Write out each line of the entries below that holds the word "previous".

•••

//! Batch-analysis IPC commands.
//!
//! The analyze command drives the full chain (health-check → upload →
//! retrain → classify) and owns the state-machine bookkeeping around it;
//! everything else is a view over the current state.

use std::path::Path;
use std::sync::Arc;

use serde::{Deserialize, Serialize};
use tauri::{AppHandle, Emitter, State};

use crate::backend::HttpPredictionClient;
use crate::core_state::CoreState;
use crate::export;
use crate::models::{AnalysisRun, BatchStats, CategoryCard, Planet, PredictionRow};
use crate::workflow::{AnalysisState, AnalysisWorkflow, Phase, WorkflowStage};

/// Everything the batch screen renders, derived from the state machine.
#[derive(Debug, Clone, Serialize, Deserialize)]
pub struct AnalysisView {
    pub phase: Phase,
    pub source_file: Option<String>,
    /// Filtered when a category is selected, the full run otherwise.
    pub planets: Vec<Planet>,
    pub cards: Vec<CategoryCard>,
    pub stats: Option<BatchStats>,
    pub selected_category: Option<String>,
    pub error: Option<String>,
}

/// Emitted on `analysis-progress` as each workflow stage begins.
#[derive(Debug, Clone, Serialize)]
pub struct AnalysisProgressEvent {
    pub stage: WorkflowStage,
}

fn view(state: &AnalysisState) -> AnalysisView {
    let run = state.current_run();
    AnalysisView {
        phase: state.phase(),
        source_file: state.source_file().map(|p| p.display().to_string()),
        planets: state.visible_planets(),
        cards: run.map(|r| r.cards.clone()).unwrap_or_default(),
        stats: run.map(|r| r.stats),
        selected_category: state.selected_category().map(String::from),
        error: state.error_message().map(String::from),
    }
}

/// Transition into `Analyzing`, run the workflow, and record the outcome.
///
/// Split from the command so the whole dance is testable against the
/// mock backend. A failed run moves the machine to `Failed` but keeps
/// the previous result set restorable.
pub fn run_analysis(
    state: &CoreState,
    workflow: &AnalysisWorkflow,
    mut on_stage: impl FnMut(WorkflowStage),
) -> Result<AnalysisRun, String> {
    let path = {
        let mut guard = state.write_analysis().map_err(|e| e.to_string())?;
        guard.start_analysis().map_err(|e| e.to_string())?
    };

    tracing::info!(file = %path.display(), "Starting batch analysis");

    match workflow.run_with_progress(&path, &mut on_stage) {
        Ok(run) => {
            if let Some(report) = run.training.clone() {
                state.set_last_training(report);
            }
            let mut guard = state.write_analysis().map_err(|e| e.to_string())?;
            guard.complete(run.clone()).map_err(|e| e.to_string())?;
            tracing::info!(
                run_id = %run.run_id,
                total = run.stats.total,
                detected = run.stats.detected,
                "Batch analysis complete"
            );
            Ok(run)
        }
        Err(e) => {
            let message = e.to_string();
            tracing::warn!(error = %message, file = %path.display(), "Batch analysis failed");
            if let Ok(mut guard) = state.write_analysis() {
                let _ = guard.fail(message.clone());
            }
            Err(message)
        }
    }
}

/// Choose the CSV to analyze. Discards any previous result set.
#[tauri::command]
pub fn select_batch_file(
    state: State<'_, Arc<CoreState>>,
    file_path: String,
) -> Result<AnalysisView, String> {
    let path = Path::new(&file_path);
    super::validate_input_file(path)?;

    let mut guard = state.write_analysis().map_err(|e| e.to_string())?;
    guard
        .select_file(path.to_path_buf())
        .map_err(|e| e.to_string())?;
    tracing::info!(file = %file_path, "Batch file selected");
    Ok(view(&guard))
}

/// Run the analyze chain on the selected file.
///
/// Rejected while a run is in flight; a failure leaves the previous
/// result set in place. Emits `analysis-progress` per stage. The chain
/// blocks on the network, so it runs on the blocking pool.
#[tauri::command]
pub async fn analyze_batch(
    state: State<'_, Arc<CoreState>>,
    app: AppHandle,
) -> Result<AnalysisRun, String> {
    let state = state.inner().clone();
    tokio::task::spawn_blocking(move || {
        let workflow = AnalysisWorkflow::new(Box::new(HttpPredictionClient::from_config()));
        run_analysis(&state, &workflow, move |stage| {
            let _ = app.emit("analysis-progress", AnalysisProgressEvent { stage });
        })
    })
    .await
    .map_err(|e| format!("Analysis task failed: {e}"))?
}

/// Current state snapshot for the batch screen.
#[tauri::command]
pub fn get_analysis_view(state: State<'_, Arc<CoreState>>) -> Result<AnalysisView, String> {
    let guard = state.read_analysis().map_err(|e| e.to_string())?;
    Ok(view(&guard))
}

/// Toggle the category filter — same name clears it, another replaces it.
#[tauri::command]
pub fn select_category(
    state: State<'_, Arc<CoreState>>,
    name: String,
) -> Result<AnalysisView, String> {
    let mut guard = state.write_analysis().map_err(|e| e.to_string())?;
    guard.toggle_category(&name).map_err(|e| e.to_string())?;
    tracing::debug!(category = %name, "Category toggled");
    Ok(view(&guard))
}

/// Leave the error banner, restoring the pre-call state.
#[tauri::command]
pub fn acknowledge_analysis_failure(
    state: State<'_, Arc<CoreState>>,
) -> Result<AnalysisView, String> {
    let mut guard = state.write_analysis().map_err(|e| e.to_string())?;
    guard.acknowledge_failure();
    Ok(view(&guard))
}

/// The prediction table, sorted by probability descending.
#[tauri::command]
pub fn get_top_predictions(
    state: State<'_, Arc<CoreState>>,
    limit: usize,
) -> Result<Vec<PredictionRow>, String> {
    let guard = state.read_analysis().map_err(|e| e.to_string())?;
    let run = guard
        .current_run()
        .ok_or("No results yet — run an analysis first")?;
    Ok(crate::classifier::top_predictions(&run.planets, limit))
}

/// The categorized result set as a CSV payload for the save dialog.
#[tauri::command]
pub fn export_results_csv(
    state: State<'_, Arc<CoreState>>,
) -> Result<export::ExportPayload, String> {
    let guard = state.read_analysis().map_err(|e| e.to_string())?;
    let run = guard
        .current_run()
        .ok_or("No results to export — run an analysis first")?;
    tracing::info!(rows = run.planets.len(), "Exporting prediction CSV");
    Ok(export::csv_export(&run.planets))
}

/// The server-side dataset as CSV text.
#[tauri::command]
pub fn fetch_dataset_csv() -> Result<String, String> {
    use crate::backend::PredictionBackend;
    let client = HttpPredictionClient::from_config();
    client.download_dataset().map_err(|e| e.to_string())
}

•••

Result below:
/// the previous result set restorable.
/// Choose the CSV to analyze. Discards any previous result set.
/// Rejected while a run is in flight; a failure leaves the previous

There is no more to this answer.